La libre communication des pensées et des opinions est un des droits les plus précieux de l'Homme : tout Citoyen peut donc parler, écrire, imprimer librement, sauf à répondre de l'abus de cette liberté dans les cas déterminés par la Loi. Déclaration des droits de l'Homme en société. Article XI. Extrait des Procès-Verbaux de l'Assemblée Nationale, 6 |
Le mot typographie (de gr. typos, caractère gravé < typtein, frapper, enfoncer, et graphein, écrire), attesté en français dès le XVIe siècle, renvoie aux techniques d'imprimerie avec des caractères mobiles mises au point en Allemagne par Gutenberg. typographie désigne les techniques elles-mêmes, il a désigné aussi l'atelier dans lequel étaient utilisées ces techniques. Par extension, il désigne maintenant également la mise en forme et la mise en page, indépendamment des techniques utilisées (voir aussi Lacroux 2007 : I, 39-40).

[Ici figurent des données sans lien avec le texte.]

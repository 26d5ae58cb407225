//! C3 — SSHClient. Re-exports the submodules that together implement
//! spec.md §4.3: connection setup and channel pumping (`client`), the
//! failure taxonomy (`error`), and channel/PTY setup helpers (`channel`).

pub mod channel;
pub mod client;
pub mod error;

pub use client::{
    ConnectOutcome, ExecHandle, ExecResult, HostKeyPolicy, InteractiveCallback, PromptItem,
    ShellHandle, SshClient,
};
pub use error::SshError;
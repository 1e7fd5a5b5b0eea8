//! Error types for Sprinter

use thiserror::Error;

/// Result type alias for Sprinter operations
pub type Result<T> = std::result::Result<T, Error>;

/// Fatal errors raised before any network activity.
///
/// Per-repository failures are never reported through this type; they are
/// returned as data alongside results (see [`crate::RepoError`]).
#[derive(Error, Debug)]
pub enum Error {
    /// IO error
    #[error("IO error: {0}")]
    Io(#[from] std::io::Error),

    /// Configuration error: missing credentials, empty repository set,
    /// malformed slug
    #[error("Configuration error: {0}")]
    Config(String),
}

impl Error {
    /// Shorthand for building a configuration error
    pub fn config(message: impl Into<String>) -> Self {
        Error::Config(message.into())
    }
}
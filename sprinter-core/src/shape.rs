//! Sorting, filtering and grouping of merged results

use std::collections::{BTreeMap, HashSet};

use crate::model::{Collaborator, Milestone, TrackedItem};

/// Milestones from every repository, keyed by exact title
pub type MilestoneGroups = BTreeMap<String, Vec<Milestone>>;

/// Most recently updated first. Ties keep their merge order.
pub fn sort_by_recency<T: TrackedItem>(items: &mut [T]) {
    items.sort_by(|a, b| b.updated_at().cmp(&a.updated_at()));
}

/// Keep only items whose milestone title is exactly `title`.
/// Items without a milestone are dropped.
pub fn retain_milestone<T: TrackedItem>(items: &mut Vec<T>, title: &str) {
    items.retain(|item| item.milestone_title() == Some(title));
}

/// Group milestones by exact, case-sensitive title.
///
/// Within a group milestones keep the order they were merged in.
pub fn group_milestones(milestones: Vec<Milestone>) -> MilestoneGroups {
    let mut groups = MilestoneGroups::new();
    for milestone in milestones {
        groups
            .entry(milestone.title.clone())
            .or_default()
            .push(milestone);
    }
    groups
}

/// Drop collaborators whose login was already seen; the first one wins
pub fn dedup_collaborators(collaborators: Vec<Collaborator>) -> Vec<Collaborator> {
    let mut seen = HashSet::new();
    collaborators
        .into_iter()
        .filter(|c| seen.insert(c.login.clone()))
        .collect()
}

Il faut bien distinguer ces deux acceptions :
– typographie au sens premier (liée aux techniques traditionnelles de l'imprimerie en Occident) ;
– typographie au sens large : mise en forme de l'écrit.
C'est de la mise en forme de l'écrit qu'il sera question ici.
Les rapports entre l'écrit et la typographie comprennent au moins quatre aspects :
– la typographie conditionne l'accès au texte (problématique de la lisibilité) ;
– la typographie peut être neutre, s'effaçant en quelque sorte derrière le texte, mais elle peut être aussi originale et attirer l'attention du lecteur sur le texte ou la portion de texte qu'elle affecte ;
– la typographie a une dimension culturelle, les formes typographiques évoquent (plus ou moins) des textes de typographie semblable, des périodes où elles ont été employées, voire des communautés ou des pays qui les ont employées ;
– la typographie a aussi, comme toute image, une dimension esthétique.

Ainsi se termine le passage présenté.